Açıklanamayan siyanozu olan ve oksijen desteğine rağmen, siyanozu düzelmeyen tüm hastalarda methemoglobinemi mutlaka akla gelmelidir. Böyle bir hasta ile karşılaşıldığında EKG, kan basıncı (KB) ve periferik oksijen saturasyonu (SpO2) monitörize edilmeli, arteriyel kan gazı (AKG) analizi yapılmalıdır. Methemoglobinemili hastalarda SpO2, kandaki gerçek parsiyel oksijen basıncı (PaO2) ve metHb düzeyinden bağımsız olarak % 80-85 civarında ölçülür. Methemoglobinemide kesin tanı “co-oksimetre” ile konur. Co-oksimetre basitleştirilmiş bir spektrofotometredir ve ışık absorbsiyonunu 4 farklı dalga boyunda ölçerek, oksihemoglobini, deoksihemoglobinden, methemoglobinden ve karboksihemoglobinden ayırt eder.
Methemoglobini, deoksihemoglobinden ayırt etmek için yatak başında hızla yapılabilen bir test tarif edilmiştir. Deoksijenize kanın siyah, kırmızı-mor rengine karşı, yüksek konsantrasyonda methemoglobin içeren kanın rengi çikolata kahvesidir. Bu iki kan örneği beyaz filtre kağıdına damlatılırsa deoksijenize kanın rengi atmosferik oksijen ile temas edince parlak kırmızıya dönerken, methemoglobin düzeyi yüksek kanda, renk değişimi olmaz.

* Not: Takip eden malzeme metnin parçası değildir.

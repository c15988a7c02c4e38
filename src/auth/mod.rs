//! Authentication context backed by the platform's REST auth API.
//!
//! Tokens are JWTs issued by the server. The client reads the `exp` and
//! `role` claims to learn when the session ends, and exchanges the token
//! for a fresh one through the refresh endpoint.

mod api_client;
pub mod token;

pub use api_client::HttpAuthClient;
pub use token::decode_session;
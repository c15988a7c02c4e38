//! CLI module for sessionguard.
//!
//! Provides subcommands:
//! - `watch` - Track a session: renew, warn, and log out on expiry or idleness
//! - `inspect <token>` - Show the expiry and role carried by a token
//! - `config check` - Validate configuration file

use anyhow::{Context, Result};
use chrono::Utc;
use clap::{Parser, Subcommand};
use std::path::{Path, PathBuf};
use std::sync::Arc;
use std::time::Duration;
use tokio::io::{AsyncBufReadExt, BufReader};
use tracing::{debug, info, warn};

use crate::auth::{decode_session, HttpAuthClient};
use crate::config::Config;
use crate::metrics::init_metrics;
use crate::notify::{LoggingNavigator, TracingNotifier};
use crate::session::{ActivityEvent, AuthContext, SessionTimeout};
use crate::storage::FileStore;

/// CLI arguments structure
#[derive(Parser, Debug)]
#[command(name = "sessionguard")]
#[command(author, version, about = "Session timeout and renewal tracking", long_about = None)]
pub struct Cli {
    /// Path to configuration file
    #[arg(short, long, default_value = "sessionguard.toml")]
    pub config: PathBuf,

    /// Override log level
    #[arg(short, long)]
    pub log_level: Option<String>,

    #[command(subcommand)]
    pub command: Commands,
}

/// Available CLI subcommands
#[derive(Subcommand, Debug)]
pub enum Commands {
    /// Track a session until it ends or Ctrl+C is pressed.
    ///
    /// Each line read from stdin counts as user activity (`click`,
    /// `keypress`, `scroll`, ...). `extend` renews the session and
    /// `status` prints the time left.
    Watch {
        /// Access token (JWT)
        #[arg(long, env = "SESSIONGUARD_TOKEN")]
        token: String,
        /// Print Prometheus metrics on exit
        #[arg(long)]
        print_metrics: bool,
    },

    /// Show the session carried by a token
    Inspect {
        /// Access token (JWT)
        token: String,
    },

    /// Configuration management commands
    #[command(subcommand)]
    Config(ConfigCommands),
}

/// Configuration subcommands
#[derive(Subcommand, Debug)]
pub enum ConfigCommands {
    /// Validate the configuration file
    Check,
}

/// Run the `inspect` command
pub fn run_inspect(token: &str) -> Result<()> {
    let session = decode_session(token).context("Failed to decode token")?;
    let expires_at = session
        .expires_at()
        .map(|at| at.to_rfc3339())
        .unwrap_or_else(|| session.exp.to_string());
    let minutes = session.minutes_until_expiry(Utc::now());

    println!("Expires:  {}", expires_at);
    println!("Role:     {}", session.role.as_deref().unwrap_or("-"));
    if minutes > 0.0 {
        println!("Status:   active ({:.1} minutes left)", minutes);
    } else {
        println!("Status:   expired ({:.1} minutes ago)", -minutes);
    }
    Ok(())
}

/// Run the `config check` command
pub fn run_config_check(path: &Path) -> Result<()> {
    let config = Config::load(path)?;
    config.validate()?;

    println!("Configuration OK: {}", path.display());
    println!(
        "  warning {}m, renewal {}m, idle {}m, check every {}s",
        config.session.warning_time_minutes,
        config.session.renewal_threshold_minutes,
        config.session.max_idle_minutes,
        config.session.check_interval_seconds
    );
    println!("  auth API: {}", config.auth.api_url);
    if config.storage.enabled {
        println!("  state file: {}", config.storage.path.display());
    } else {
        println!("  state file: disabled");
    }
    Ok(())
}

/// Run the `watch` command
pub async fn run_watch(config: Config, token: String, print_metrics: bool) -> Result<()> {
    let metrics = if print_metrics {
        Some(init_metrics()?)
    } else {
        None
    };

    let auth = Arc::new(HttpAuthClient::new(&config.auth)?);
    let session = auth.set_token(token).context("Invalid access token")?;
    info!(
        exp = session.exp,
        role = session.role.as_deref().unwrap_or("-"),
        "Watching session"
    );

    let mut builder = SessionTimeout::builder(
        config.session.timeout_settings(),
        auth.clone(),
        Arc::new(TracingNotifier::new()),
        Arc::new(LoggingNavigator),
    );
    if config.storage.enabled {
        builder = builder.with_store(Arc::new(FileStore::new(&config.storage.path)));
    }
    let timeout = builder.build();
    timeout.start();

    let mut lines = BufReader::new(tokio::io::stdin()).lines();
    let mut stdin_open = true;
    let mut session_poll = tokio::time::interval(Duration::from_secs(1));
    let shutdown = shutdown_signal();
    tokio::pin!(shutdown);

    loop {
        tokio::select! {
            line = lines.next_line(), if stdin_open => match line {
                Ok(Some(line)) => handle_input(&timeout, &line).await,
                Ok(None) => {
                    debug!("stdin closed, no further activity will be recorded");
                    stdin_open = false;
                }
                Err(e) => {
                    warn!(error = %e, "Failed to read stdin");
                    stdin_open = false;
                }
            },
            _ = session_poll.tick() => {
                if auth.current_session().is_none() {
                    info!("Session ended");
                    break;
                }
            }
            _ = &mut shutdown => break,
        }
    }

    timeout.stop();
    if let Some(handle) = metrics {
        println!("{}", handle.render());
    }
    Ok(())
}

async fn handle_input(timeout: &SessionTimeout, line: &str) {
    match line.trim() {
        "" => {}
        "extend" => {
            if let Some(session) = timeout.extend_session().await {
                println!("Session extended until {}", session.exp);
            }
        }
        "status" => match timeout.minutes_until_expiry() {
            Some(minutes) => println!(
                "{:.1} minutes until expiry, idle for {}s",
                minutes,
                timeout.idle_for().as_secs()
            ),
            None => println!("No active session"),
        },
        other => {
            let event = other.parse().unwrap_or(ActivityEvent::KeyPress);
            timeout.handle_event(event);
        }
    }
}

pub async fn shutdown_signal() {
    let ctrl_c = async {
        if let Err(e) = tokio::signal::ctrl_c().await {
            warn!(error = %e, "Failed to install Ctrl+C handler");
            std::future::pending::<()>().await;
        }
    };

    #[cfg(unix)]
    let terminate = async {
        match tokio::signal::unix::signal(tokio::signal::unix::SignalKind::terminate()) {
            Ok(mut signal) => {
                signal.recv().await;
            }
            Err(e) => {
                warn!(error = %e, "Failed to install signal handler");
                std::future::pending::<()>().await;
            }
        }
    };

    #[cfg(not(unix))]
    let terminate = std::future::pending::<()>();

    tokio::select! {
        _ = ctrl_c => {},
        _ = terminate => {},
    }

    info!("Shutdown signal received");
}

Methemoglobinemi tanı ve tedavisinde ilk basamak methemoglobinemiden şüphelenmektir. İlk olarak hastane dışında değerlendirilen hastalarda varsa oksidan ajan uzaklaştırılmalı ve hastaneye gelene kadar oksijen destek tedavisi verilmelidir. Daha sonraki amaç dokulara oksijen sunumunu artırmaktır. Asemptomatik ve organ hasarına ait bulgusu olmayan hastalar sadece gözlenirken, koroner arter hastalığı gibi yandaş hastalığı olanlar daha düşük metHb düzeyinde bile ek girişimlere gereksinim duyar. Metilen mavisi ilk basamak antidot tedavisidir. Hastaların çoğunda tek doz yeterli olur ve toksisitenin sıklıkla 20 dk., bazen 1 saat içinde çözülmeye başladığı gözlenir. Hastada klinik düzelme yok veya metHb düzeyi % 60'ın üzerinde ise, aynı doz 1 saat sonra tekrarlanır. Metilen mavisinin % 1'lik solüsyon (10 mg ml-1) şeklinde hazırlanmış formlarına ulaşılabilir. Metilen mavisi kullanımı sakıncalı olanlarda hiperbarik oksijen tedavisi, exchange transfüzyon ve eritrosit transfüzyonu denenebilir.